For teachers and parents, it’s an exciting treat to witness the growth and maturation of a gifted student. Giftedness in its many forms – in sports, art, music, science, technology and so on – makes it easy to recognize and build upon a child’s strengths, but solely focusing on an area in which a gifted child excels can hamper development socially, emotionally and physically elsewhere in their lives.

Here, we present the idea that giftedness implies duality, meaning that most gifted children achieve extreme success in one category, while suffering a deficit in others as a result of extra time, effort, energy and attention to their gift. That said, it’s important to nurture the child’s gift, while also paying attention to weaknesses that may develop.

In children who are gifted in a particular subject or scholarly endeavor, often, the deficit manifests socially. Gifted children may feel isolated from their peers when given special attention from teachers, accepted into advanced programs or placed into classes with older students. To help parents and teachers ensure balanced development for their gifted students, we suggest the following this rule: Promote the strengths. Address the weaknesses.

Promoting the Strengths

Promoting the strengths in students – gifted or not – is our natural inclination. As humans, we find pleasure in doing things that come naturally, so we apply that same impulse to our children and students.

When identifying a gifted student, we look at the ways in which they learn differently and stand out from their peers, which can include assimilating new material more quickly, displaying abstract or complex thought beyond their developmental stage, displaying a strong passion for one subject or hobby, among other characteristics.

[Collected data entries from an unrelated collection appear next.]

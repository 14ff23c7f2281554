//! Volumes: host data, appearance, the per-volume cache and the actor
//!
//! Raw voxel data is uploaded once per (volume, timestep) and kept in the
//! [`VolumeCache`]; appearance (transfer function, sampling rate, shading,
//! clipping) is re-applied to the cached handle every frame.

mod cache;
mod actor;

pub use cache::{VolumeCache, VolumeHandles};
pub use actor::VolumeActor;

use std::collections::HashMap;
use std::hash::{Hash, Hasher};
use std::sync::atomic::{AtomicU64, Ordering};

use crate::foundation::collections::Revision;
use crate::foundation::math::{utils, Vec3};

use super::{RenderError, RenderResult};

static NEXT_VOLUME_ID: AtomicU64 = AtomicU64::new(1);

/// Identity of one host volume object
#[derive(Debug, Clone, Copy, PartialEq, Eq, Hash, PartialOrd, Ord)]
pub struct VolumeId(u64);

impl VolumeId {
    /// Allocate an identity no other volume in the process shares
    pub fn unique() -> Self {
        Self(NEXT_VOLUME_ID.fetch_add(1, Ordering::Relaxed))
    }

    /// Raw identity value
    pub const fn value(self) -> u64 {
        self.0
    }
}

/// Simulation time of a volume's data
///
/// Compared bit-for-bit, with `-0.0` folded into `0.0`.
#[derive(Debug, Clone, Copy, PartialOrd)]
pub struct Timestep(f64);

impl Timestep {
    /// Wrap a time value
    pub fn new(time: f64) -> Self {
        Self(if time == 0.0 { 0.0 } else { time })
    }

    /// Time value
    pub const fn value(self) -> f64 {
        self.0
    }
}

impl Default for Timestep {
    fn default() -> Self {
        Self::new(0.0)
    }
}

impl PartialEq for Timestep {
    fn eq(&self, other: &Self) -> bool {
        self.0.to_bits() == other.0.to_bits()
    }
}

impl Eq for Timestep {}

impl Hash for Timestep {
    fn hash<H: Hasher>(&self, state: &mut H) {
        self.0.to_bits().hash(state);
    }
}

/// Structured scalar volume supplied by the host
#[derive(Debug, Clone)]
pub struct VolumeData {
    id: VolumeId,
    timestep: Timestep,
    dimensions: [usize; 3],
    origin: Vec3,
    spacing: Vec3,
    scalars: Option<Vec<f32>>,
    revision: Revision,
    data_revisions: HashMap<Timestep, Revision>,
}

impl VolumeData {
    /// Grid without a scalar array
    pub fn new(id: VolumeId, dimensions: [usize; 3], origin: Vec3, spacing: Vec3) -> Self {
        Self {
            id,
            timestep: Timestep::default(),
            dimensions,
            origin,
            spacing,
            scalars: None,
            revision: Revision::new(),
            data_revisions: HashMap::new(),
        }
    }

    /// Attach point scalars, x fastest
    pub fn with_scalars(mut self, scalars: Vec<f32>) -> RenderResult<Self> {
        self.set_scalars(scalars)?;
        Ok(self)
    }

    /// Set the timestep this data belongs to
    pub fn with_timestep(mut self, timestep: Timestep) -> Self {
        self.timestep = timestep;
        self
    }

    /// Host identity
    pub const fn id(&self) -> VolumeId {
        self.id
    }

    /// Current timestep
    pub const fn timestep(&self) -> Timestep {
        self.timestep
    }

    /// Grid dimensions in voxels
    pub const fn dimensions(&self) -> [usize; 3] {
        self.dimensions
    }

    /// Grid origin
    pub const fn origin(&self) -> Vec3 {
        self.origin
    }

    /// Grid spacing
    pub const fn spacing(&self) -> Vec3 {
        self.spacing
    }

    /// Point scalars, if any
    pub fn scalars(&self) -> Option<&[f32]> {
        self.scalars.as_deref()
    }

    /// Revision of the whole object; moves on every edit
    pub const fn revision(&self) -> Revision {
        self.revision
    }

    /// Revision of the raw data at the current timestep
    ///
    /// Only [`set_scalars`](Self::set_scalars) moves it, so other timesteps
    /// keep theirs while the data steps through time.
    pub fn data_revision(&self) -> Revision {
        self.data_revisions
            .get(&self.timestep)
            .copied()
            .unwrap_or_default()
    }

    /// Number of voxels the dimensions describe
    pub fn voxel_count(&self) -> usize {
        self.dimensions.iter().product()
    }

    /// Replace the scalars for the current timestep
    pub fn set_scalars(&mut self, scalars: Vec<f32>) -> RenderResult<()> {
        self.check_len(&scalars)?;
        self.scalars = Some(scalars);
        self.revision.bump();
        self.data_revisions.entry(self.timestep).or_default().bump();
        Ok(())
    }

    /// Drop the scalar array
    pub fn clear_scalars(&mut self) {
        self.scalars = None;
        self.revision.bump();
    }

    /// Move to another timestep with its data
    ///
    /// Data handed in for a timestep seen before is taken to be the data it
    /// had then; call [`set_scalars`](Self::set_scalars) afterwards to
    /// replace it.
    pub fn set_timestep(&mut self, timestep: Timestep, scalars: Option<Vec<f32>>) -> RenderResult<()> {
        if let Some(scalars) = &scalars {
            self.check_len(scalars)?;
        }
        self.timestep = timestep;
        self.scalars = scalars;
        self.revision.bump();
        Ok(())
    }

    fn check_len(&self, scalars: &[f32]) -> RenderResult<()> {
        if scalars.len() == self.voxel_count() {
            return Ok(());
        }
        Err(RenderError::ResourceCreationFailed(format!(
            "{} scalars for a {:?} grid",
            scalars.len(),
            self.dimensions
        )))
    }

    /// Minimum and maximum scalar
    pub fn scalar_range(&self) -> Option<(f32, f32)> {
        let scalars = self.scalars.as_ref()?;
        scalars.iter().fold(None, |range, &v| match range {
            None => Some((v, v)),
            Some((lo, hi)) => Some((lo.min(v), hi.max(v))),
        })
    }
}

/// Color and opacity lookup table over a scalar range
#[derive(Debug, Clone, PartialEq)]
pub struct TransferFunction {
    /// Evenly spaced colors across the value range
    pub colors: Vec<Vec3>,
    /// Evenly spaced opacities across the value range
    pub opacities: Vec<f32>,
    /// Scalar range the tables span
    pub value_range: (f32, f32),
}

impl TransferFunction {
    /// Black-to-white ramp with linear opacity
    pub fn grayscale(value_range: (f32, f32)) -> Self {
        Self {
            colors: vec![Vec3::zeros(), Vec3::new(1.0, 1.0, 1.0)],
            opacities: vec![0.0, 1.0],
            value_range,
        }
    }

    /// Sample piecewise-linear control points into tables
    ///
    /// Control points are `(scalar, value)` pairs and need not be sorted.
    /// Scalars outside the points clamp to the nearest point.
    pub fn from_control_points(
        color_points: &[(f32, Vec3)],
        opacity_points: &[(f32, f32)],
        value_range: (f32, f32),
        samples: usize,
    ) -> Self {
        let samples = samples.max(2);
        let (lo, hi) = value_range;
        let at = |i: usize| lo + (hi - lo) * i as f32 / (samples - 1) as f32;

        let mut color_points = color_points.to_vec();
        color_points.sort_by(|a, b| a.0.total_cmp(&b.0));
        let mut opacity_points = opacity_points.to_vec();
        opacity_points.sort_by(|a, b| a.0.total_cmp(&b.0));

        let colors = (0..samples)
            .map(|i| {
                let x = at(i);
                Vec3::new(
                    sample_piecewise(&color_points, x, |c| c.x),
                    sample_piecewise(&color_points, x, |c| c.y),
                    sample_piecewise(&color_points, x, |c| c.z),
                )
            })
            .collect();
        let opacities = (0..samples)
            .map(|i| sample_piecewise(&opacity_points, at(i), |o| *o))
            .collect();

        Self {
            colors,
            opacities,
            value_range,
        }
    }
}

fn sample_piecewise<T>(points: &[(f32, T)], x: f32, value: impl Fn(&T) -> f32) -> f32 {
    let Some(first) = points.first() else {
        return 0.0;
    };
    if x <= first.0 {
        return value(&first.1);
    }
    for pair in points.windows(2) {
        let (x0, ref v0) = pair[0];
        let (x1, ref v1) = pair[1];
        if x <= x1 {
            let t = if x1 > x0 { (x - x0) / (x1 - x0) } else { 1.0 };
            return utils::lerp(value(v0), value(v1), t);
        }
    }
    points.last().map_or(0.0, |last| value(&last.1))
}

/// Per-frame appearance of a volume
#[derive(Debug, Clone)]
pub struct VolumeProperty {
    transfer_function: TransferFunction,
    sampling_rate: Option<f32>,
    gradient_shading: bool,
    clip_box: Option<(Vec3, Vec3)>,
    revision: Revision,
}

impl VolumeProperty {
    /// Property with the given transfer function and backend defaults
    pub fn new(transfer_function: TransferFunction) -> Self {
        Self {
            transfer_function,
            sampling_rate: None,
            gradient_shading: false,
            clip_box: None,
            revision: Revision::new(),
        }
    }

    /// Revision bumped by every setter
    pub const fn revision(&self) -> Revision {
        self.revision
    }

    /// Transfer function
    pub const fn transfer_function(&self) -> &TransferFunction {
        &self.transfer_function
    }

    /// Explicit sampling rate, if set
    pub const fn sampling_rate(&self) -> Option<f32> {
        self.sampling_rate
    }

    /// Whether gradient shading is on
    pub const fn gradient_shading(&self) -> bool {
        self.gradient_shading
    }

    /// Clip box lower and upper corners
    pub const fn clip_box(&self) -> Option<(Vec3, Vec3)> {
        self.clip_box
    }

    /// Replace the transfer function
    pub fn set_transfer_function(&mut self, transfer_function: TransferFunction) {
        self.transfer_function = transfer_function;
        self.revision.bump();
    }

    /// Set or clear the sampling rate override
    pub fn set_sampling_rate(&mut self, rate: Option<f32>) {
        self.sampling_rate = rate.map(|r| r.max(f32::EPSILON));
        self.revision.bump();
    }

    /// Toggle gradient shading
    pub fn set_gradient_shading(&mut self, enabled: bool) {
        self.gradient_shading = enabled;
        self.revision.bump();
    }

    /// Set or clear the clip box
    pub fn set_clip_box(&mut self, clip_box: Option<(Vec3, Vec3)>) {
        self.clip_box = clip_box;
        self.revision.bump();
    }
}

#[cfg(test)]
mod tests {
    use super::*;
    use approx::assert_relative_eq;

    #[test]
    fn test_timestep_negative_zero_matches_zero() {
        assert_eq!(Timestep::new(-0.0), Timestep::new(0.0));
        assert_ne!(Timestep::new(1.0), Timestep::new(1.5));
    }

    #[test]
    fn test_volume_ids_unique() {
        assert_ne!(VolumeId::unique(), VolumeId::unique());
    }

    #[test]
    fn test_scalar_length_checked() {
        let data = VolumeData::new(VolumeId::unique(), [2, 2, 2], Vec3::zeros(), Vec3::new(1.0, 1.0, 1.0));
        assert!(data.clone().with_scalars(vec![0.0; 7]).is_err());
        let data = data.with_scalars((0..8).map(|v| v as f32).collect()).expect("scalars");
        assert_eq!(data.scalar_range(), Some((0.0, 7.0)));
    }

    #[test]
    fn test_scalar_update_bumps_revision() {
        let mut data = VolumeData::new(VolumeId::unique(), [1, 1, 1], Vec3::zeros(), Vec3::new(1.0, 1.0, 1.0));
        let before = data.revision();
        data.set_scalars(vec![1.0]).expect("scalars");
        assert!(data.revision() > before);
    }

    #[test]
    fn test_timestep_change_keeps_data_revisions() {
        let mut data = VolumeData::new(VolumeId::unique(), [1, 1, 1], Vec3::zeros(), Vec3::new(1.0, 1.0, 1.0))
            .with_scalars(vec![0.0])
            .expect("scalars");
        let t0 = data.data_revision();

        data.set_timestep(Timestep::new(1.0), Some(vec![1.0])).expect("t1");
        data.set_timestep(Timestep::new(0.0), Some(vec![0.0])).expect("t0");
        assert_eq!(data.data_revision(), t0);

        data.set_scalars(vec![2.0]).expect("replace t0");
        assert!(data.data_revision() > t0);
        assert!(data.set_timestep(Timestep::new(2.0), Some(vec![0.0; 2])).is_err());
        assert_eq!(data.timestep(), Timestep::new(0.0));
    }

    #[test]
    fn test_control_points_sampled_linearly() {
        let tf = TransferFunction::from_control_points(
            &[(1.0, Vec3::new(1.0, 1.0, 1.0)), (0.0, Vec3::zeros())],
            &[(0.0, 0.0), (1.0, 0.5)],
            (0.0, 1.0),
            3,
        );
        assert_eq!(tf.colors.len(), 3);
        assert_relative_eq!(tf.colors[1].x, 0.5);
        assert_relative_eq!(tf.opacities[1], 0.25);
        assert_relative_eq!(tf.opacities[2], 0.5);
    }

    #[test]
    fn test_control_points_clamp_outside() {
        let tf = TransferFunction::from_control_points(
            &[(0.25, Vec3::new(0.2, 0.2, 0.2)), (0.75, Vec3::new(0.8, 0.8, 0.8))],
            &[(0.5, 0.3)],
            (0.0, 1.0),
            2,
        );
        assert_relative_eq!(tf.colors[0].y, 0.2);
        assert_relative_eq!(tf.colors[1].y, 0.8);
        assert_relative_eq!(tf.opacities[0], 0.3);
        assert_relative_eq!(tf.opacities[1], 0.3);
    }
}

Without exposure to specialized classes, resources and instruction, gifted students can actually struggle academically, due to boredom, lack of interest or lack of motivation. The National Association for Gifted Children suggests that enrichment or accelerated programs are necessary for gifted students to challenge them, ensure continuous progression and promote long-term interest in their field or area of expertise.

Aside from these specialized programs, parents and children can promote the strengths in gifted children by instilling a growth mindset, providing them with opportunities for self-exploration within their gifted field, connecting them with other students with similar or complementary gifts and teaching them the value in using their gift to help others.

Addressing the Weaknesses

On the flipside, perfectionism can be a real issue for gifted individuals. As a child gets used to excelling in one area – and constantly receiving praise and/or special treatment for this excellence – any failure or even minor challenge can be a major disruption.

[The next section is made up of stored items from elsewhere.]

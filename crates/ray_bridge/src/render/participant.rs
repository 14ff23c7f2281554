//! Scene participants and the per-frame submission context
//!
//! Every visible participant is asked once per frame to put its backend
//! objects into the frame's freshly created containers. Geometry goes in as
//! a [`Renderable`]: a new instance wrapping the participant's persistent
//! model. Ownership of that instance passes to the container.

use crate::backend::{ObjectHandle, ObjectKind, Param, RayBackend};
use crate::config::BridgeConfig;
use crate::foundation::math::Mat4;

use super::volume::VolumeCache;
use super::RenderResult;

/// Handles a participant needs while contributing to one frame
pub struct FrameContext<'a> {
    /// Backend used for every object created this frame
    pub backend: &'a mut dyn RayBackend,
    /// Renderer-wide settings
    pub config: &'a BridgeConfig,
    /// Uploaded volumes keyed by (volume, timestep)
    pub volume_cache: &'a mut VolumeCache,
    model: ObjectHandle,
    volume_model: ObjectHandle,
    has_volume: bool,
    contributions: usize,
}

impl<'a> FrameContext<'a> {
    pub(crate) fn new(
        backend: &'a mut dyn RayBackend,
        config: &'a BridgeConfig,
        volume_cache: &'a mut VolumeCache,
        model: ObjectHandle,
        volume_model: ObjectHandle,
    ) -> Self {
        Self {
            backend,
            config,
            volume_cache,
            model,
            volume_model,
            has_volume: false,
            contributions: 0,
        }
    }

    /// Root geometry container of this frame
    pub const fn model(&self) -> ObjectHandle {
        self.model
    }

    /// Volume container of this frame
    pub const fn volume_model(&self) -> ObjectHandle {
        self.volume_model
    }

    /// Put an uploaded volume into this frame's volume container
    pub fn add_volume(&mut self, volume: ObjectHandle) -> RenderResult<()> {
        self.backend.add_to_model(self.volume_model, volume)?;
        self.has_volume = true;
        self.contributions += 1;
        Ok(())
    }

    /// Whether any volume was added this frame
    pub const fn has_volume(&self) -> bool {
        self.has_volume
    }

    /// Objects added to either container this frame
    pub const fn contributions(&self) -> usize {
        self.contributions
    }
}

/// A persistent model placed into the frame's root container
#[derive(Debug, Clone, Copy, PartialEq, Eq)]
pub struct Renderable {
    /// Persistent model owned by the participant
    pub model: ObjectHandle,
    /// Per-frame instance owned by the root container
    pub instance: ObjectHandle,
}

impl Renderable {
    /// Wrap `model` in a new instance placed by `transform` and register it
    pub fn register(
        frame: &mut FrameContext<'_>,
        model: ObjectHandle,
        transform: &Mat4,
    ) -> RenderResult<Self> {
        let instance = frame.backend.create(ObjectKind::Instance)?;
        frame.backend.set_param(instance, "model", Param::Object(model))?;
        frame.backend.set_param(instance, "xfm", Param::Mat4(*transform))?;
        frame.backend.commit(instance)?;
        frame.backend.add_to_model(frame.model, instance)?;
        frame.contributions += 1;
        Ok(Self { model, instance })
    }
}

/// Something in the host scene that contributes backend objects each frame
pub trait SceneParticipant {
    /// Invisible participants are skipped for the frame
    fn is_visible(&self) -> bool;

    /// Report and reset whether the participant changed since the last call
    ///
    /// A change clears the accumulation buffer before the next pass.
    fn take_changed(&mut self) -> bool;

    /// Add this frame's objects to the frame containers
    ///
    /// Missing inputs are logged and skipped; errors are reserved for
    /// backend failures.
    fn contribute(&mut self, frame: &mut FrameContext<'_>) -> RenderResult<()>;

    /// Release persistent backend objects
    fn release(&mut self, backend: &mut dyn RayBackend);
}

In addition to nurturing a child’s gift, it’s important to encourage balance. Though most school systems are constructed to punish and condemn failure, it’s critical that kids learn to see value in failing and responding with resilience. Raising a child to never give up in the face of failure is a challenge to begin with, but perfectionism can lead to severe anxiety when a child views their worth in terms of academic or scholarly success.

Encourage gifted children to play, to get messy, to create. Depending on their gift, children can develop rigid constructs of what they are capable of and allowed to do. Provide them with creative outlets, mindfulness exercises and opportunities to socialize with children of all intelligence levels.

Gifted or not, children benefit from specialized attention and environments that foster emotional and social maturity, as well as intelligence and academic growth. Balance is key in any case, but it is especially so with the gifted to prevent burnout, ensure consistent progression and, most importantly, allow kids the freedom to just be kids.